Data provided

//! Cancellation token for the poll loop.

use std::sync::Arc;
use std::time::{Duration, Instant};

use parking_lot::{Condvar, Mutex};

/// Cloneable shutdown request shared between the signal handler, the ESC
/// key watcher and the controller. Once triggered it stays triggered.
#[derive(Debug, Clone, Default)]
pub struct Shutdown {
    inner: Arc<(Mutex<bool>, Condvar)>,
}

impl Shutdown {
    pub fn new() -> Self {
        Shutdown::default()
    }

    pub fn trigger(&self) {
        let (flag, cvar) = &*self.inner;
        *flag.lock() = true;
        cvar.notify_all();
    }

    pub fn is_triggered(&self) -> bool {
        *self.inner.0.lock()
    }

    /// Sleep for up to `timeout`, waking early on shutdown.
    /// Returns true if shutdown was requested. A timeout too large to
    /// express as a deadline waits for shutdown alone.
    pub fn wait_timeout(&self, timeout: Duration) -> bool {
        let (flag, cvar) = &*self.inner;
        let deadline = Instant::now().checked_add(timeout);
        let mut triggered = flag.lock();
        while !*triggered {
            match deadline {
                Some(deadline) => {
                    if cvar.wait_until(&mut triggered, deadline).timed_out() {
                        break;
                    }
                }
                None => cvar.wait(&mut triggered),
            }
        }
        *triggered
    }
}

#[cfg(test)]
mod tests {
    use super::*;
    use std::thread;

    #[test]
    fn test_wait_times_out() {
        let shutdown = Shutdown::new();
        let started = Instant::now();
        assert!(!shutdown.wait_timeout(Duration::from_millis(50)));
        assert!(started.elapsed() >= Duration::from_millis(50));
        assert!(!shutdown.is_triggered());
    }

    #[test]
    fn test_trigger_wakes_sleeper() {
        let shutdown = Shutdown::new();
        let remote = shutdown.clone();
        let handle = thread::spawn(move || {
            thread::sleep(Duration::from_millis(50));
            remote.trigger();
        });

        let started = Instant::now();
        assert!(shutdown.wait_timeout(Duration::from_secs(30)));
        assert!(started.elapsed() < Duration::from_secs(10));
        handle.join().unwrap();
    }

    #[test]
    fn test_already_triggered_returns_immediately() {
        let shutdown = Shutdown::new();
        shutdown.trigger();
        assert!(shutdown.wait_timeout(Duration::from_secs(30)));
        assert!(shutdown.is_triggered());
    }

    #[test]
    fn test_unbounded_timeout_waits_for_trigger() {
        let shutdown = Shutdown::new();
        shutdown.trigger();
        assert!(shutdown.wait_timeout(Duration::from_secs(u64::MAX)));

        let shutdown = Shutdown::new();
        let remote = shutdown.clone();
        let handle = thread::spawn(move || {
            thread::sleep(Duration::from_millis(50));
            remote.trigger();
        });
        assert!(shutdown.wait_timeout(Duration::MAX));
        handle.join().unwrap();
    }
}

Requirement
Working from the listing above, give it again word for word.

Output for this exercise
//! Cancellation token for the poll loop.

use std::sync::Arc;
use std::time::{Duration, Instant};

use parking_lot::{Condvar, Mutex};

/// Cloneable shutdown request shared between the signal handler, the ESC
/// key watcher and the controller. Once triggered it stays triggered.
#[derive(Debug, Clone, Default)]
pub struct Shutdown {
    inner: Arc<(Mutex<bool>, Condvar)>,
}

impl Shutdown {
    pub fn new() -> Self {
        Shutdown::default()
    }

    pub fn trigger(&self) {
        let (flag, cvar) = &*self.inner;
        *flag.lock() = true;
        cvar.notify_all();
    }

    pub fn is_triggered(&self) -> bool {
        *self.inner.0.lock()
    }

    /// Sleep for up to `timeout`, waking early on shutdown.
    /// Returns true if shutdown was requested. A timeout too large to
    /// express as a deadline waits for shutdown alone.
    pub fn wait_timeout(&self, timeout: Duration) -> bool {
        let (flag, cvar) = &*self.inner;
        let deadline = Instant::now().checked_add(timeout);
        let mut triggered = flag.lock();
        while !*triggered {
            match deadline {
                Some(deadline) => {
                    if cvar.wait_until(&mut triggered, deadline).timed_out() {
                        break;
                    }
                }
                None => cvar.wait(&mut triggered),
            }
        }
        *triggered
    }
}

#[cfg(test)]
mod tests {
    use super::*;
    use std::thread;

    #[test]
    fn test_wait_times_out() {
        let shutdown = Shutdown::new();
        let started = Instant::now();
        assert!(!shutdown.wait_timeout(Duration::from_millis(50)));
        assert!(started.elapsed() >= Duration::from_millis(50));
        assert!(!shutdown.is_triggered());
    }

    #[test]
    fn test_trigger_wakes_sleeper() {
        let shutdown = Shutdown::new();
        let remote = shutdown.clone();
        let handle = thread::spawn(move || {
            thread::sleep(Duration::from_millis(50));
            remote.trigger();
        });

        let started = Instant::now();
        assert!(shutdown.wait_timeout(Duration::from_secs(30)));
        assert!(started.elapsed() < Duration::from_secs(10));
        handle.join().unwrap();
    }

    #[test]
    fn test_already_triggered_returns_immediately() {
        let shutdown = Shutdown::new();
        shutdown.trigger();
        assert!(shutdown.wait_timeout(Duration::from_secs(30)));
        assert!(shutdown.is_triggered());
    }

    #[test]
    fn test_unbounded_timeout_waits_for_trigger() {
        let shutdown = Shutdown::new();
        shutdown.trigger();
        assert!(shutdown.wait_timeout(Duration::from_secs(u64::MAX)));

        let shutdown = Shutdown::new();
        let remote = shutdown.clone();
        let handle = thread::spawn(move || {
            thread::sleep(Duration::from_millis(50));
            remote.trigger();
        });
        assert!(shutdown.wait_timeout(Duration::MAX));
        handle.join().unwrap();
    }
}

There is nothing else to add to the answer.